### AIM OF THE TASK:
Where a line in the material below has the string "that", please report it.
RECORDS PROVIDED Start Marker
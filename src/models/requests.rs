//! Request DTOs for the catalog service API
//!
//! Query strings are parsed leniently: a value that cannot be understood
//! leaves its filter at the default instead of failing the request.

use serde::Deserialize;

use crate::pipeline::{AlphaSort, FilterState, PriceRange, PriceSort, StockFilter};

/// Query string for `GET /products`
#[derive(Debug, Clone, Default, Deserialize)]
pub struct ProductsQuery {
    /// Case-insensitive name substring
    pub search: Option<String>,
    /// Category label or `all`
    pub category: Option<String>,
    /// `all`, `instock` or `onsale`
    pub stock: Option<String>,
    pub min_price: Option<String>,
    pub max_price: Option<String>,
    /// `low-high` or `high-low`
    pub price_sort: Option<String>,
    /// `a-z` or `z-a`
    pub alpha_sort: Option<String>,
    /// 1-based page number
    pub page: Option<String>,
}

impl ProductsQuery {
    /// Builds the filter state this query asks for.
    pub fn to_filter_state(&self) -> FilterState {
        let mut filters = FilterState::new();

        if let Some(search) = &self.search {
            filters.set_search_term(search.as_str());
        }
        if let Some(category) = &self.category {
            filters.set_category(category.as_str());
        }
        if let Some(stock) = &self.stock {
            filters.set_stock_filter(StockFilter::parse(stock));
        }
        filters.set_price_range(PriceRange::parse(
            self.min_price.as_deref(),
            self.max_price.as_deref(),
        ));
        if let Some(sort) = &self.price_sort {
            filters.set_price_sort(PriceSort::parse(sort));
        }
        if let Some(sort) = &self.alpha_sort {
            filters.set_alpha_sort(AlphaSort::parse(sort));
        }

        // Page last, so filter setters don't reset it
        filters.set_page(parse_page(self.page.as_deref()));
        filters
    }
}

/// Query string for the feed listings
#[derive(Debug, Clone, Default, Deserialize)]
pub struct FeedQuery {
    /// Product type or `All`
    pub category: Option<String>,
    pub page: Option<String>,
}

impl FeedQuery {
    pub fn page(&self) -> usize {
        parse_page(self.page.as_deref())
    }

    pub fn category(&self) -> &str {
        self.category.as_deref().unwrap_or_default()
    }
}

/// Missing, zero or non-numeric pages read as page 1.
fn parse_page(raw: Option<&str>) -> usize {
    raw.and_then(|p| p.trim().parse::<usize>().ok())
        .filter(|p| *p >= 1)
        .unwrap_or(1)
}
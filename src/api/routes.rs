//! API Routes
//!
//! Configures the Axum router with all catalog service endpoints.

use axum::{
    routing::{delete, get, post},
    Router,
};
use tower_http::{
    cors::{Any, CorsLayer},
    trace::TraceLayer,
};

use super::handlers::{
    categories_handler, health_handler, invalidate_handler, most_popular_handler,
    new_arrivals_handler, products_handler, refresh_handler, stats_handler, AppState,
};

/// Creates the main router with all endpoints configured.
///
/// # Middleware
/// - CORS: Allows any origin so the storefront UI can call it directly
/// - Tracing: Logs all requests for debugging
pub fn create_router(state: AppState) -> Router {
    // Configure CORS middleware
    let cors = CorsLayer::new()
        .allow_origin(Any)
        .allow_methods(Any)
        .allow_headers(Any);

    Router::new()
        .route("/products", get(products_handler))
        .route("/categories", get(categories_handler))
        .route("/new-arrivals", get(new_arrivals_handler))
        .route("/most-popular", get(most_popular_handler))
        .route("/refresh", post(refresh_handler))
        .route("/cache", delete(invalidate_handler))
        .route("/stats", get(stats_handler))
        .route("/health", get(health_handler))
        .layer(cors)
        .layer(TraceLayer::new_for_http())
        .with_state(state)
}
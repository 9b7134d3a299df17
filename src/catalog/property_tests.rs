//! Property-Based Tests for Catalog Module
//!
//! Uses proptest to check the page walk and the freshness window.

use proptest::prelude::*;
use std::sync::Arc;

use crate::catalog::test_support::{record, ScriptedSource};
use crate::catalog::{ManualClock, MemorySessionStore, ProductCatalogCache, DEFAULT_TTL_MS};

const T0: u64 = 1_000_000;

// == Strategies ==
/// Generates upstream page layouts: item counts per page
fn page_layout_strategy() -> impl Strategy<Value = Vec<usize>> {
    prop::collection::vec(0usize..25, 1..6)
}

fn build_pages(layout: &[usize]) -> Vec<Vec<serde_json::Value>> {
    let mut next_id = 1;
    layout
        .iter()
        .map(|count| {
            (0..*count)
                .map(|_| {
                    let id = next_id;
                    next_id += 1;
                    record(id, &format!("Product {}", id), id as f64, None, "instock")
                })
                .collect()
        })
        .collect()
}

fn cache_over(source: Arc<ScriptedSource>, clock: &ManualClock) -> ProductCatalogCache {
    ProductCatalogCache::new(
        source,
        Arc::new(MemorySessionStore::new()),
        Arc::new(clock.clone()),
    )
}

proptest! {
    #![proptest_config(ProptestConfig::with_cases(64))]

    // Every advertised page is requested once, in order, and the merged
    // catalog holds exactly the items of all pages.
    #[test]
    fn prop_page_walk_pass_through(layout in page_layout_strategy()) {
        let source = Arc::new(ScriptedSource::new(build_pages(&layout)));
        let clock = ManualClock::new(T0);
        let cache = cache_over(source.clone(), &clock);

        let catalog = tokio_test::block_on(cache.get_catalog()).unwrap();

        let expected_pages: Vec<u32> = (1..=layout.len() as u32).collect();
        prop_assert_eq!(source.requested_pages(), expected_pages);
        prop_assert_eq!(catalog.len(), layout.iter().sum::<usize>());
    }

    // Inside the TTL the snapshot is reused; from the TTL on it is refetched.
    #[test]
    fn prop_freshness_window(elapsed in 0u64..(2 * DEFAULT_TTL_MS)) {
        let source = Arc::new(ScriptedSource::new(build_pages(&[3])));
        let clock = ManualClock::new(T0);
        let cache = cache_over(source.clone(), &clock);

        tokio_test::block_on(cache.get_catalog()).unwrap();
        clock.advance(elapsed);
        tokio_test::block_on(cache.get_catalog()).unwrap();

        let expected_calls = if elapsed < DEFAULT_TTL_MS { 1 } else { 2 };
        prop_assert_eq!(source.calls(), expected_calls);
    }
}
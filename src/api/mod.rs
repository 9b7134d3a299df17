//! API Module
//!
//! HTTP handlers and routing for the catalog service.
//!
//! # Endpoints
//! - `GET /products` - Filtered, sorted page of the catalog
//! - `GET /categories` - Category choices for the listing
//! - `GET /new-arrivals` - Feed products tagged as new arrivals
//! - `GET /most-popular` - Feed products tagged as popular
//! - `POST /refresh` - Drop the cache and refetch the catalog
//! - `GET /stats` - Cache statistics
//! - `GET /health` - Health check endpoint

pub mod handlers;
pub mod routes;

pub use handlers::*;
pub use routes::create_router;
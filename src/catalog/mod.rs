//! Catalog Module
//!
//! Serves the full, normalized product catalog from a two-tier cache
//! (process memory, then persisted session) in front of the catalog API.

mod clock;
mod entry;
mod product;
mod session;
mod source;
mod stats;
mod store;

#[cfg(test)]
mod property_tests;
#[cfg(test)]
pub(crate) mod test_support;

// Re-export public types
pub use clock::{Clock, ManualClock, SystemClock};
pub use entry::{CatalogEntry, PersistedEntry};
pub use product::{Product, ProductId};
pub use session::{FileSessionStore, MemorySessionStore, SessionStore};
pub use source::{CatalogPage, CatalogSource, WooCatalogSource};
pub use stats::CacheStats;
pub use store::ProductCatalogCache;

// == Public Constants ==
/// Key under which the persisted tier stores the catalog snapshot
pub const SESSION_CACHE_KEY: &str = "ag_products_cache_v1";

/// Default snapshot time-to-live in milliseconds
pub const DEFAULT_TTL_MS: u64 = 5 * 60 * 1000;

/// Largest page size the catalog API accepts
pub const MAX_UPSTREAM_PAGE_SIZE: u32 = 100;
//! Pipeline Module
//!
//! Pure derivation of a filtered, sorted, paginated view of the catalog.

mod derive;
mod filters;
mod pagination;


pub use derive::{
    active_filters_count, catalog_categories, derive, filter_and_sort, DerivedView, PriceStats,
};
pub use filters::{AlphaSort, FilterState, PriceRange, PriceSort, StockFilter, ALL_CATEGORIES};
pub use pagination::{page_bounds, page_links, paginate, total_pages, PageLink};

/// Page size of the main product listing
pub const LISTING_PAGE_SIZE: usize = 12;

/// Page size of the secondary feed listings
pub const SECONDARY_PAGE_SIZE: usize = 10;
RECORDS PROVIDED End Marker
RECORDS PROVIDED Start Marker
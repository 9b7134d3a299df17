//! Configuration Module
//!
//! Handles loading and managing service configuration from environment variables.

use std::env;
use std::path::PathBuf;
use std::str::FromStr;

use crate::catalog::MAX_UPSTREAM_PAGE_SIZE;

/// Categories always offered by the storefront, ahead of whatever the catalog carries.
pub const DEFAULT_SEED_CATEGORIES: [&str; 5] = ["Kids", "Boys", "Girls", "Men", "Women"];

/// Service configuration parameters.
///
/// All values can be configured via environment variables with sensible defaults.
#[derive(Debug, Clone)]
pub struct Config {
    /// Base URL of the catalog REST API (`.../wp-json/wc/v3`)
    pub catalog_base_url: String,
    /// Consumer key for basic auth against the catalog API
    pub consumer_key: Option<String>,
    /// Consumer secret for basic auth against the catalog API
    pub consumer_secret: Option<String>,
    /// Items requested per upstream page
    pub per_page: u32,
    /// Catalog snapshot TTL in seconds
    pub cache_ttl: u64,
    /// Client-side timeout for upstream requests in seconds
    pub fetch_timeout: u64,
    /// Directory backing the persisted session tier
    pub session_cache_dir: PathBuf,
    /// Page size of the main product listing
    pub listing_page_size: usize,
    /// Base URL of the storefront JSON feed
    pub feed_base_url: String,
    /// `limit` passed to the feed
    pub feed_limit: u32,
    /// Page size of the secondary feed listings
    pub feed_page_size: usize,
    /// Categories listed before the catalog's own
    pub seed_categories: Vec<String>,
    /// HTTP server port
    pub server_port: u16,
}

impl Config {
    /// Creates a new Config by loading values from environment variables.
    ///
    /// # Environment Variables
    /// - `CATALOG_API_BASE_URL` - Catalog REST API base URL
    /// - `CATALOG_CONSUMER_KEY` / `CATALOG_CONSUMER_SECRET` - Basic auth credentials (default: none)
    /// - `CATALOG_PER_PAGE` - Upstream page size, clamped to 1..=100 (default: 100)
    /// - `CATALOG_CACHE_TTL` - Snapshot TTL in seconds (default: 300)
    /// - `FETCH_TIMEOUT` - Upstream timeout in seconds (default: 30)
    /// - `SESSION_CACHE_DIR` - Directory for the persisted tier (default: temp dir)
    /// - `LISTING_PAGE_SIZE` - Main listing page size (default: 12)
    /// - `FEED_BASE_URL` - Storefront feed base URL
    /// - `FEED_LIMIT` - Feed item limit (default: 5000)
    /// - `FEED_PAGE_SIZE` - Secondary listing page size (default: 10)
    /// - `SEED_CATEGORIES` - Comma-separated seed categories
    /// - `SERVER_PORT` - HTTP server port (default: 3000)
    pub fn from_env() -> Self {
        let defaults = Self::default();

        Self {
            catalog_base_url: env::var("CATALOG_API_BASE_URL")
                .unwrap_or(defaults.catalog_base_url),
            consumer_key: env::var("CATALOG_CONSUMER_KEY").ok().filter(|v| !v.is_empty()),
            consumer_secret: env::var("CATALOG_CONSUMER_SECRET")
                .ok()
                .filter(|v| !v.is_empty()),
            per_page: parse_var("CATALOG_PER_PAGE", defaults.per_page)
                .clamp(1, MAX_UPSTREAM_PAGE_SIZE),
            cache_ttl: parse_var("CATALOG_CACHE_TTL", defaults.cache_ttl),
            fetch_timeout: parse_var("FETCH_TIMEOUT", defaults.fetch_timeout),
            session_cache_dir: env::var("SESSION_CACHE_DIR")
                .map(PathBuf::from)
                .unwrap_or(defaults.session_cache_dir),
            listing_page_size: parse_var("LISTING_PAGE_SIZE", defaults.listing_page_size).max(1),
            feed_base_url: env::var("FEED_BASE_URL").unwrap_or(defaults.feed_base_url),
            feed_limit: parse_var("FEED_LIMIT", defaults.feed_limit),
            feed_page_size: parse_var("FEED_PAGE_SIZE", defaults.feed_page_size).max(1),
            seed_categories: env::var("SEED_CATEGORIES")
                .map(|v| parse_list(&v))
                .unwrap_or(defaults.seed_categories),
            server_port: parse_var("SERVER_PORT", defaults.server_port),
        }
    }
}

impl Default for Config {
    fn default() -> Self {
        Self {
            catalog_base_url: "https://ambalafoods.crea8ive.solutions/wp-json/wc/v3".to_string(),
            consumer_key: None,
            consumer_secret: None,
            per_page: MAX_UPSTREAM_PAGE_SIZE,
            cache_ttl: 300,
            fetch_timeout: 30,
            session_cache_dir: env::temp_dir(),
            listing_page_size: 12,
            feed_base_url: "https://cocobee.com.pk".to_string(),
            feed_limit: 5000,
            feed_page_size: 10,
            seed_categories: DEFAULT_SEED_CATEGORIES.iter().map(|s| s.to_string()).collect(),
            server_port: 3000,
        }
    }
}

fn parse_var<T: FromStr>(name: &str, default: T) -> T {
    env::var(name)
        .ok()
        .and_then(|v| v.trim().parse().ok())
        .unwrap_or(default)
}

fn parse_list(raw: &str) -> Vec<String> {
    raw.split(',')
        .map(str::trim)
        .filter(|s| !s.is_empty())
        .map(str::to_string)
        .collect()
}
RECORDS PROVIDED End Marker
RECORDS PROVIDED Start Marker
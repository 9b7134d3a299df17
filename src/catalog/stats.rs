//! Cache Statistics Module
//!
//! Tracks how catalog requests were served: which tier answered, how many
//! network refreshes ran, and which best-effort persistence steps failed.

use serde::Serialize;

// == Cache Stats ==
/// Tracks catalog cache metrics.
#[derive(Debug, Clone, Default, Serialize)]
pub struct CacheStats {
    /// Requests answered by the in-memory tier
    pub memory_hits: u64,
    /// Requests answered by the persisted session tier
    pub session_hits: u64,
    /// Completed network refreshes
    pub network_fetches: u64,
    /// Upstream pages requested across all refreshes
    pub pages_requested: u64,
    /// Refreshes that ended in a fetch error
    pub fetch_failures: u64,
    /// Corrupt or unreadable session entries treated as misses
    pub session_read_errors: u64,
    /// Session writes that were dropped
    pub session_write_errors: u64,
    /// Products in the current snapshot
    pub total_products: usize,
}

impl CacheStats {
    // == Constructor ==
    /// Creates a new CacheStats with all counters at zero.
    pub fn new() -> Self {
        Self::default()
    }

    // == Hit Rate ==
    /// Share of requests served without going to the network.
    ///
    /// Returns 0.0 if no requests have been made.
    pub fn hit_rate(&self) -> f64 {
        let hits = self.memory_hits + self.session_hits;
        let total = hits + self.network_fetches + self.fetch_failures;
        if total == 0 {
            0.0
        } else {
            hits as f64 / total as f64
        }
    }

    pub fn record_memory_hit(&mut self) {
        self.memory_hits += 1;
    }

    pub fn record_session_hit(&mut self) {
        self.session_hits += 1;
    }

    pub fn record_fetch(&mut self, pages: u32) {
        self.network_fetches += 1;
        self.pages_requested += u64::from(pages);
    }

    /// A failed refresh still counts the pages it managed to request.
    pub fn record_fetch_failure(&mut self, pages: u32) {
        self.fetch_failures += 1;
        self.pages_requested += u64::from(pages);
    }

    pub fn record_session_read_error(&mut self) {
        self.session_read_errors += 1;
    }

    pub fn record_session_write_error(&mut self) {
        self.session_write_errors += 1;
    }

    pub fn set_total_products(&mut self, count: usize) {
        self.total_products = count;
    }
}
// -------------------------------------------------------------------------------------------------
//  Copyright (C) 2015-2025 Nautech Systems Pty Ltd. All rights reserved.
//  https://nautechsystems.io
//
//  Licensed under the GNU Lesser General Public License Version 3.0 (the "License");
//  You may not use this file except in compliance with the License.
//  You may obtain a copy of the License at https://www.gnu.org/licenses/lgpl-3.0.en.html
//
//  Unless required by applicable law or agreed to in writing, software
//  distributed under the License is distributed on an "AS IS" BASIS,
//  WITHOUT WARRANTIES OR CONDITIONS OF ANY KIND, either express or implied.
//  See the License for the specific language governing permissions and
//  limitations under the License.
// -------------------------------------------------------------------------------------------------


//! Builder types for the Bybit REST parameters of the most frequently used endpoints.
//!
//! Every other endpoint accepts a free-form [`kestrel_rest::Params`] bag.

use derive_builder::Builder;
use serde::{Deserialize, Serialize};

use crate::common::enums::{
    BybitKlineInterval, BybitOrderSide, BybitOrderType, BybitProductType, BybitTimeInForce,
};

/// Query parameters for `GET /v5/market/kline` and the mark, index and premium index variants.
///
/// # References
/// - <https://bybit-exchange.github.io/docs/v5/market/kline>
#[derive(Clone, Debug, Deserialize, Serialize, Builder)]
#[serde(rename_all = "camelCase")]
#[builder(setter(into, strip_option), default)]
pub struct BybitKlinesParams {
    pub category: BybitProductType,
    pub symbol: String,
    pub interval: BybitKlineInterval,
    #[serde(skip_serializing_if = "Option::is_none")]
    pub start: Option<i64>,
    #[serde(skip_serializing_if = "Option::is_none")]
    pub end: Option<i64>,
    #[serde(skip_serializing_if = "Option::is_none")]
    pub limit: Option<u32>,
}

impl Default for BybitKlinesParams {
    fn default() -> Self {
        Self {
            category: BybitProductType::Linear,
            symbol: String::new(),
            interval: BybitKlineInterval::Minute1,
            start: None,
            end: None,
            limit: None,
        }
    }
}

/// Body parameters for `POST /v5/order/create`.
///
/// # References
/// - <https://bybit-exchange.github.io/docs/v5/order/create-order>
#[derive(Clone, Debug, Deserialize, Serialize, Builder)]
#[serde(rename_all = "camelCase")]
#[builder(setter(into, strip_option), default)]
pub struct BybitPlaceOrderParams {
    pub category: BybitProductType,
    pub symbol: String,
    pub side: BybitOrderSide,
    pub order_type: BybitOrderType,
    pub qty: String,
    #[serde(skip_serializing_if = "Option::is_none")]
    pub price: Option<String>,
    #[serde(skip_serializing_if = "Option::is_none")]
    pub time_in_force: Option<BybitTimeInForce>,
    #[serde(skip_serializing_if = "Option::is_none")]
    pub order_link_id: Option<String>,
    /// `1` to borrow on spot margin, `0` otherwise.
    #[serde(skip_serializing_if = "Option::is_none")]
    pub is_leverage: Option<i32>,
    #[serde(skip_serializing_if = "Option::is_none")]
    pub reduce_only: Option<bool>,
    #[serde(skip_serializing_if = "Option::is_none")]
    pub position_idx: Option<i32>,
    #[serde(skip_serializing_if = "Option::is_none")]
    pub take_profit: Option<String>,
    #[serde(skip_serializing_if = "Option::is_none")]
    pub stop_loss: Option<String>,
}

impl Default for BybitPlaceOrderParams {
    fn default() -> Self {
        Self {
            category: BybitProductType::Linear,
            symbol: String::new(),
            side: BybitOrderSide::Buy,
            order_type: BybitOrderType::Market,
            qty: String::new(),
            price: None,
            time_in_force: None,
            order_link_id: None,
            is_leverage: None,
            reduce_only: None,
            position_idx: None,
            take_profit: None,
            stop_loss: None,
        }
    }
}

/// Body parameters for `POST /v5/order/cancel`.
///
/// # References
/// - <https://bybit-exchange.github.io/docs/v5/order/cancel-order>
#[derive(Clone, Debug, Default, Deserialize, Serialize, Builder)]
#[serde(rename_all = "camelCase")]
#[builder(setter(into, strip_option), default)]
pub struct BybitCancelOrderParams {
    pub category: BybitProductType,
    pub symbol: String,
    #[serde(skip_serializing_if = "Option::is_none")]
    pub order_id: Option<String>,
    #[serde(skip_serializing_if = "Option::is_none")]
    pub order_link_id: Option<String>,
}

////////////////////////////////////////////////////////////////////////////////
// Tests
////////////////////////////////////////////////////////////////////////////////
RECORDS PROVIDED End Marker
### ANSWER:
//! Query strings are parsed leniently: a value that cannot be understood
    /// Refreshes that ended in a fetch error
    /// Session writes that were dropped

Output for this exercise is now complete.